Unfortunately, says SkyTree founder Dr. Alexander Gray, these algorithms are currently “rudimentary at best.” This shortcoming is even more glaring now that it’s possible to collect and organize incredible amounts of data in near-instantaneous timeframes. Put another way, the old-school insurance model isn’t keeping up with the changing times.
That’s where machine learning comes in. According to Dr. Gray, “machine learning in insurance industry is the modern science of finding patterns in…data in an automated manner using sophisticated methods and algorithms.” Basically, it’s “big data” on a smart scale.
Machine learning in insurance industry — even once-sleepy niches, such as insurance. Here’s what it means for your current and future insurance policies — and your bottom line.
Companies like EagleEye Analytics have harnessed the power of machine learning to dramatically improve the underwriting process. Using huge amounts of data from past claims and like policies, EagleEye’s system makes snap, ever-improving determinations as to the appropriate scope and value of policies and premiums issued by client underwriters.
Machine learning systems scan troves of policyholder and claim data to spot suspicious patterns and uncover potential instances of fraud before they threaten insurers’ bottom lines. This reduces risk for insurers and indirectly lowers costs for policyholders by bleeding risk out of the premium model and tightening insurers’ loss reserves.
Machine learning helps insurers deliver the right products to the right policyholders, every time. Automated compliance controls monitor and analyze interactions between insurance agents, policyholders, claims adjusters and/or customer service personnel, ensuring that nothing falls through the cracks.
Machine learning isn’t just for “hard” disciplines like underwriting and compliance. It’s also a critical innovation engine for customer service and workflow management processes. For instance, machine learning systems can anticipate periods of peak service demand, facilitating proactive resource allocation that heads bottlenecks off at the pass.
Faster Claims Processing
The holy grail of most insurance niches: faster claims processing. Tech-savvy auto insurers like Esurance are already using data-driven systems to reduce processing times and boost accuracy. Look for home, life and specialty insurers to follow suit soon.

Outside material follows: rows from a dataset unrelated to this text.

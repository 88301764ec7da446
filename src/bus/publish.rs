//! Event fan-out.
//!
//! A publish snapshots the subscriber list for the event's type, schedules
//! every subscriber on its own task under a supervisor, and returns. The
//! supervisor owns fault isolation: per-subscriber errors and panics are
//! logged and counted, never propagated to the publisher and never allowed
//! to starve sibling subscribers.

use std::sync::Arc;

use futures::future::join_all;
use tokio::task::JoinHandle;
use tokio_util::sync::CancellationToken;
use tracing::{debug, warn};

use super::routes::RouteTable;
use crate::interfaces::SubscriberError;
use crate::message::Event;

/// Aggregate outcome of one publish's fan-out.
#[derive(Debug, Clone, Copy, Default, PartialEq, Eq)]
pub struct DeliveryReport {
    /// Subscribers that completed without error.
    pub delivered: usize,
    /// Subscribers that returned an error or panicked.
    pub faulted: usize,
}

/// Handle on an in-flight fan-out.
///
/// Dropping it detaches the fan-out (fire-and-forget); awaiting
/// [`completed`](Delivery::completed) observes the aggregate outcome
/// out-of-band. Either way the publisher never blocks on subscribers.
pub struct Delivery {
    supervisor: Option<JoinHandle<DeliveryReport>>,
}

impl Delivery {
    fn detached() -> Self {
        Self { supervisor: None }
    }

    fn supervised(handle: JoinHandle<DeliveryReport>) -> Self {
        Self {
            supervisor: Some(handle),
        }
    }

    /// Wait until every subscriber of this publish has finished.
    pub async fn completed(self) -> DeliveryReport {
        match self.supervisor {
            None => DeliveryReport::default(),
            Some(handle) => handle.await.unwrap_or_default(),
        }
    }
}

pub(crate) struct EventPublisher {
    routes: Arc<RouteTable>,
}

impl EventPublisher {
    pub(crate) fn new(routes: Arc<RouteTable>) -> Self {
        Self { routes }
    }

    /// Fan `event` out to the subscribers registered at this moment.
    ///
    /// Returns once the snapshot is taken and the work is scheduled; a
    /// racing subscribe does not join an in-flight publish. Zero
    /// subscribers is a no-op. Must be called from within a tokio runtime.
    pub(crate) fn publish<E: Event>(&self, event: E, cancel: CancellationToken) -> Delivery {
        let event_name = std::any::type_name::<E>();
        let Some(route) = self.routes.snapshot::<E>() else {
            debug!(event = %event_name, "No subscribers, publish is a no-op");
            return Delivery::detached();
        };

        let event = Arc::new(event);
        debug!(
            event = %event_name,
            subscribers = route.entries.len(),
            "Scheduling event fan-out"
        );

        // One task per subscriber: a fault or panic in one cannot prevent
        // the others from running or being reported.
        let mut names: Vec<&'static str> = Vec::with_capacity(route.entries.len());
        let mut tasks: Vec<JoinHandle<Result<(), SubscriberError>>> =
            Vec::with_capacity(route.entries.len());
        for entry in &route.entries {
            let subscriber = Arc::clone(&entry.subscriber);
            let event = Arc::clone(&event);
            let cancel = cancel.clone();
            names.push(entry.name);
            tasks.push(tokio::spawn(
                async move { subscriber.handle(event, cancel).await },
            ));
        }

        let supervisor = tokio::spawn(async move {
            let mut report = DeliveryReport::default();
            let outcomes = join_all(tasks).await;
            for (name, outcome) in names.into_iter().zip(outcomes) {
                match outcome {
                    Ok(Ok(())) => report.delivered += 1,
                    Ok(Err(e)) => {
                        report.faulted += 1;
                        warn!(
                            subscriber = %name,
                            event = %event_name,
                            error = %e,
                            "Subscriber faulted"
                        );
                    }
                    Err(e) => {
                        report.faulted += 1;
                        warn!(
                            subscriber = %name,
                            event = %event_name,
                            error = %e,
                            "Subscriber task aborted"
                        );
                    }
                }
            }
            report
        });

        Delivery::supervised(supervisor)
    }
}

Which Shoe Is Next to Drop?
Machine Learning in insurance industry is staring down the barrel of an…interesting…future. Even as machine learning promises to improve the underwriting process and wring out new efficiencies that last century’s insurance executives could scarcely have dreamed, new threats, opportunities and complications look poised to keep today’s crop of insurance leaders on their toes.
From self-driving cars that turn the concept of liability on its head to new medical treatments that could dramatically lengthen human lifespans, there’s going to be plenty to untangle in the years and decades ahead. Whether that’s good or bad news for rank and file consumers of insurance is still very much an open question.